- [Dataset records]
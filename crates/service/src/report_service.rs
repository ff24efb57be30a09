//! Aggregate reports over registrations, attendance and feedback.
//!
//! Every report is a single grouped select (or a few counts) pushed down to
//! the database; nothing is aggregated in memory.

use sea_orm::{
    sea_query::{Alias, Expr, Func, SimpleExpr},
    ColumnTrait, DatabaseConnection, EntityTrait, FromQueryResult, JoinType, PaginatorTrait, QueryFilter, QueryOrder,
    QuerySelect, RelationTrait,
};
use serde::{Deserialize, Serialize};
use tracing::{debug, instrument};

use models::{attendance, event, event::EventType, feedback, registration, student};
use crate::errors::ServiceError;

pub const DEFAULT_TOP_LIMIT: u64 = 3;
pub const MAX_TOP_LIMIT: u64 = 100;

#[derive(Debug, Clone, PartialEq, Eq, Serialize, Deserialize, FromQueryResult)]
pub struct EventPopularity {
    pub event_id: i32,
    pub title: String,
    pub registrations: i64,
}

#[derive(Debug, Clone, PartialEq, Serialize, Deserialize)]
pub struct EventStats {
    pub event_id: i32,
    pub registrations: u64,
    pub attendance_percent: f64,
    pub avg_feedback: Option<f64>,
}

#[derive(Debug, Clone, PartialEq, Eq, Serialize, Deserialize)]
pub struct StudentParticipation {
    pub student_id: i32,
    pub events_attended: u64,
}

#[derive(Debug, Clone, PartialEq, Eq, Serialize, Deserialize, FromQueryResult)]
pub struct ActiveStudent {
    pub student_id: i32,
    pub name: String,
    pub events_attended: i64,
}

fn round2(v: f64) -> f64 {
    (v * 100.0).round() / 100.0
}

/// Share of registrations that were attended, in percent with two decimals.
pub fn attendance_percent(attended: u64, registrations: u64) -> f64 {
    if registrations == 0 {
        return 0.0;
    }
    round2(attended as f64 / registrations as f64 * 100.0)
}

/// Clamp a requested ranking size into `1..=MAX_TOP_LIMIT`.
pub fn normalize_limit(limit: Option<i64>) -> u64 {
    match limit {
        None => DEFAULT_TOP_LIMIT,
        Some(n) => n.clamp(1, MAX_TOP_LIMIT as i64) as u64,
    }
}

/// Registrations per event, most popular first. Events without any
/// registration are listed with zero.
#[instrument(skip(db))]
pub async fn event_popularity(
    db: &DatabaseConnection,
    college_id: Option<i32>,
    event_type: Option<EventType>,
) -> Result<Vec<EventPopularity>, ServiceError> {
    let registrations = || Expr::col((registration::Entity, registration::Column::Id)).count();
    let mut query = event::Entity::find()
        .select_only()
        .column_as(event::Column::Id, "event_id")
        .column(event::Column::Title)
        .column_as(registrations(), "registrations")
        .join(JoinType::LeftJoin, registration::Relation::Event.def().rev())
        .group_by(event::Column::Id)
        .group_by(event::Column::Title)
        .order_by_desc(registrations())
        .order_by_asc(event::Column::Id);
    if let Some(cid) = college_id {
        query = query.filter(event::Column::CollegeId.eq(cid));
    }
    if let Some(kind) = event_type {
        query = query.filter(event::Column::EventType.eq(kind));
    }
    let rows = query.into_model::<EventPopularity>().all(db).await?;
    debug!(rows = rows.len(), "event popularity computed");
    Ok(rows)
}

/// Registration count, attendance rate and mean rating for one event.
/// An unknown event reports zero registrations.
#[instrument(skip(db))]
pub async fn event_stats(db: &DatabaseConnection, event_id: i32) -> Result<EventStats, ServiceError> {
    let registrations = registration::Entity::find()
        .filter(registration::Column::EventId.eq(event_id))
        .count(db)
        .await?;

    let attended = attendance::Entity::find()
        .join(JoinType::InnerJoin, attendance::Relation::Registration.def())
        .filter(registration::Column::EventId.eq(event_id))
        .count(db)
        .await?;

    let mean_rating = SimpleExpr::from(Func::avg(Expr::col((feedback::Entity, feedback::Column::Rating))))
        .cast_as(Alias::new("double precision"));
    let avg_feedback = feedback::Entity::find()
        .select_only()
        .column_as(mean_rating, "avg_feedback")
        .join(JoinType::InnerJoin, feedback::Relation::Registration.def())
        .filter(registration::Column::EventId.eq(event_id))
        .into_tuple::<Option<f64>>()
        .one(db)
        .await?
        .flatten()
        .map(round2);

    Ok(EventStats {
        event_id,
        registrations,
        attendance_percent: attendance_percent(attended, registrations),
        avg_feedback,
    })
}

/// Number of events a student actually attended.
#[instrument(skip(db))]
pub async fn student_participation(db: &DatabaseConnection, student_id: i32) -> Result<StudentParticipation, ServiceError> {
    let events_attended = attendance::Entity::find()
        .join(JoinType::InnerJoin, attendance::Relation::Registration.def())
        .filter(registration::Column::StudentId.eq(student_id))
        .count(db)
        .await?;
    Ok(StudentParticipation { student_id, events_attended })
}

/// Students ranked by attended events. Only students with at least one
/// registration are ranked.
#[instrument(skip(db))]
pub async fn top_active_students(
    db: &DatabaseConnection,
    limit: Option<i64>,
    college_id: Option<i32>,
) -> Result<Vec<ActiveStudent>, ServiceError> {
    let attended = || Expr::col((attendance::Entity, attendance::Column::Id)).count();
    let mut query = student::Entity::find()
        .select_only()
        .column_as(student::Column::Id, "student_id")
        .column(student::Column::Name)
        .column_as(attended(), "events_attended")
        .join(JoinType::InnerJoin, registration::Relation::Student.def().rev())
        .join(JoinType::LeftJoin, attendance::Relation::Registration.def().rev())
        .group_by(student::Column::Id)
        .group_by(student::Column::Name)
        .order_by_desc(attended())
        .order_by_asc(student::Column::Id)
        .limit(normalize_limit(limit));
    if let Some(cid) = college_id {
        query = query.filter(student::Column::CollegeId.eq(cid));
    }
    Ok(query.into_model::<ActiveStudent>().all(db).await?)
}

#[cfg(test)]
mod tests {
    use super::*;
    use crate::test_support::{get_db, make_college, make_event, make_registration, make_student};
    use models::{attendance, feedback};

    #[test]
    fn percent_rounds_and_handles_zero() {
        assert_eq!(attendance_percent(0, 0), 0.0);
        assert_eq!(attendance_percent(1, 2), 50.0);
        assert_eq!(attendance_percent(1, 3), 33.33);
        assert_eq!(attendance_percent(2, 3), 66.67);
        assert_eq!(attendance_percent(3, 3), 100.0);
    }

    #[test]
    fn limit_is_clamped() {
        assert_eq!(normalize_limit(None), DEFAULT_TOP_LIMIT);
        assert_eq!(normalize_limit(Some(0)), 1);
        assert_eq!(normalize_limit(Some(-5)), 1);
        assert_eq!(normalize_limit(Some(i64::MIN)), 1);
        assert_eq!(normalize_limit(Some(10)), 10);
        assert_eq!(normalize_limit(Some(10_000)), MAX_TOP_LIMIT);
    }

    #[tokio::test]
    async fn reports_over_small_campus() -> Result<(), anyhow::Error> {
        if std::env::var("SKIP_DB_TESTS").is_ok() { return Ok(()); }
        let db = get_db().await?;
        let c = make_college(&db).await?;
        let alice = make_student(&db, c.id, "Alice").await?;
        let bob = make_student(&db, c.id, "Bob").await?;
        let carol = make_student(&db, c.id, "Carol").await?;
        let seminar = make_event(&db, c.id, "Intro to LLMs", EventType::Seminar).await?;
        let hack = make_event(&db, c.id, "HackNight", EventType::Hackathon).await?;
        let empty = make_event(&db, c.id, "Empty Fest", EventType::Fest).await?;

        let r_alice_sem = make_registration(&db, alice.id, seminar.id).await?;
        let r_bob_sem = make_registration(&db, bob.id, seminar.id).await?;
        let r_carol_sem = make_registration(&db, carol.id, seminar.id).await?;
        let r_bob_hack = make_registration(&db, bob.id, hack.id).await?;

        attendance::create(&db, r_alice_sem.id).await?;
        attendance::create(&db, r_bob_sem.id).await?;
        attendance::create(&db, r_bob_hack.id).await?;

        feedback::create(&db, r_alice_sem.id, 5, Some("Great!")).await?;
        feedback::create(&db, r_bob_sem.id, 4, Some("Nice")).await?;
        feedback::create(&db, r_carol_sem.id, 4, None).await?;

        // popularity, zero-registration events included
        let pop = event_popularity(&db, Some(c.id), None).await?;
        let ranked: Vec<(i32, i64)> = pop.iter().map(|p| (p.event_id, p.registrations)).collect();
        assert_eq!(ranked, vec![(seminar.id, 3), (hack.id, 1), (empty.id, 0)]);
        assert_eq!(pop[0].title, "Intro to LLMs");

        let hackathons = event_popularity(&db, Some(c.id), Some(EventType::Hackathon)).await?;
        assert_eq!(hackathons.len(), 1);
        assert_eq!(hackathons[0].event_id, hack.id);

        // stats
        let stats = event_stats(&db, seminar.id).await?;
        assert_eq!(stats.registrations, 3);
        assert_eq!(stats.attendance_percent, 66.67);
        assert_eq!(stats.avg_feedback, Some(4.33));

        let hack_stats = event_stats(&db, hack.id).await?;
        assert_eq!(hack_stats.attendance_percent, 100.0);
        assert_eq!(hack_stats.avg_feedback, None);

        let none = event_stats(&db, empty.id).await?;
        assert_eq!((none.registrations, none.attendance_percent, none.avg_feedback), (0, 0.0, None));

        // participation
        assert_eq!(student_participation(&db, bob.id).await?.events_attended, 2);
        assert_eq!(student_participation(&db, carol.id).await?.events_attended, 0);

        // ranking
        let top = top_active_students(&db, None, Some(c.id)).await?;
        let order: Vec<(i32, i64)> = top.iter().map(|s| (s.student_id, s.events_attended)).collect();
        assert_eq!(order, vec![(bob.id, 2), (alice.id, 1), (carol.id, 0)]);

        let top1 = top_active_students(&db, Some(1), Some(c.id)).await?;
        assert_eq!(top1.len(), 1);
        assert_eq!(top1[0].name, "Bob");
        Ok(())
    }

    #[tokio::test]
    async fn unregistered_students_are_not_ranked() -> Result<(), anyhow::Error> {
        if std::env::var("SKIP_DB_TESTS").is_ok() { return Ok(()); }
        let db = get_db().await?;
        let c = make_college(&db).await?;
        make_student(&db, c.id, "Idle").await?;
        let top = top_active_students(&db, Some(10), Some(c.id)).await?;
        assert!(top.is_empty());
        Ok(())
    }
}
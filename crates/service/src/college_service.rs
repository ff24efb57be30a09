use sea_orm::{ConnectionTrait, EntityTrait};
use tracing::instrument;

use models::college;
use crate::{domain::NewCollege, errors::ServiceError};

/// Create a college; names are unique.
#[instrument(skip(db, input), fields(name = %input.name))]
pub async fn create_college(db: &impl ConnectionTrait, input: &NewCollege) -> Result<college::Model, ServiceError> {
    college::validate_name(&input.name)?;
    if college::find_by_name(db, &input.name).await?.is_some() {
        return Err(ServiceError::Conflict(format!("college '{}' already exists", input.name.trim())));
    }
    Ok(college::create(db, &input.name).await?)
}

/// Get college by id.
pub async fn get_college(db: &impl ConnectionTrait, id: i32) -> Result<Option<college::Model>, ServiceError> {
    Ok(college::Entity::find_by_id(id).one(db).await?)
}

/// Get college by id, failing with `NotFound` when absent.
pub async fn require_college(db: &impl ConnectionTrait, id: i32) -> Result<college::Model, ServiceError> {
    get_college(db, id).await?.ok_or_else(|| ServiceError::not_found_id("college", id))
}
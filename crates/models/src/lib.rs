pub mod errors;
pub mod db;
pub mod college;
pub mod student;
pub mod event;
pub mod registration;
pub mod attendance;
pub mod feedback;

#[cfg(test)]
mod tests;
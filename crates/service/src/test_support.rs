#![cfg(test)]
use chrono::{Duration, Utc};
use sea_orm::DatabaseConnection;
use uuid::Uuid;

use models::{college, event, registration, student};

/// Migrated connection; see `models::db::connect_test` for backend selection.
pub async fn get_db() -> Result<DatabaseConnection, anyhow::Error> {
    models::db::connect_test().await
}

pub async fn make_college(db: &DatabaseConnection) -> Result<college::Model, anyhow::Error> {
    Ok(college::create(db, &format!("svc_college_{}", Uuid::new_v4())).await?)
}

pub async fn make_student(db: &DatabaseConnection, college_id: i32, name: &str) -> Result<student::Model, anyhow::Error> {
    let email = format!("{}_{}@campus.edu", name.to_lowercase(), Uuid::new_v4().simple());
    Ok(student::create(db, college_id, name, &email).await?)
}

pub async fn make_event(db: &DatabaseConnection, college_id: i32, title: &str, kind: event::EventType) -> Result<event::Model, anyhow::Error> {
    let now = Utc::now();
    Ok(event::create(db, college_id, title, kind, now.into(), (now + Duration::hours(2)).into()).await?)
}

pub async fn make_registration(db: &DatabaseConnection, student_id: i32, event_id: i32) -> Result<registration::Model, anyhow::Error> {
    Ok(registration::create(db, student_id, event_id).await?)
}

- [Description of the task] Your answer must consist solely of the lines above between the line holding "assert_eq!(normalize_limit(Some(10_000)), MAX_TOP_LIMIT);" and the line holding "let pop = event_popularity(&db, Some(c.id), None).await?;", inclusive, copied exactly.

- [Written solution]
        assert_eq!(normalize_limit(Some(10_000)), MAX_TOP_LIMIT);
    }

    #[tokio::test]
    async fn reports_over_small_campus() -> Result<(), anyhow::Error> {
        if std::env::var("SKIP_DB_TESTS").is_ok() { return Ok(()); }
        let db = get_db().await?;
        let c = make_college(&db).await?;
        let alice = make_student(&db, c.id, "Alice").await?;
        let bob = make_student(&db, c.id, "Bob").await?;
        let carol = make_student(&db, c.id, "Carol").await?;
        let seminar = make_event(&db, c.id, "Intro to LLMs", EventType::Seminar).await?;
        let hack = make_event(&db, c.id, "HackNight", EventType::Hackathon).await?;
        let empty = make_event(&db, c.id, "Empty Fest", EventType::Fest).await?;

        let r_alice_sem = make_registration(&db, alice.id, seminar.id).await?;
        let r_bob_sem = make_registration(&db, bob.id, seminar.id).await?;
        let r_carol_sem = make_registration(&db, carol.id, seminar.id).await?;
        let r_bob_hack = make_registration(&db, bob.id, hack.id).await?;

        attendance::create(&db, r_alice_sem.id).await?;
        attendance::create(&db, r_bob_sem.id).await?;
        attendance::create(&db, r_bob_hack.id).await?;

        feedback::create(&db, r_alice_sem.id, 5, Some("Great!")).await?;
        feedback::create(&db, r_bob_sem.id, 4, Some("Nice")).await?;
        feedback::create(&db, r_carol_sem.id, 4, None).await?;

        // popularity, zero-registration events included
        let pop = event_popularity(&db, Some(c.id), None).await?;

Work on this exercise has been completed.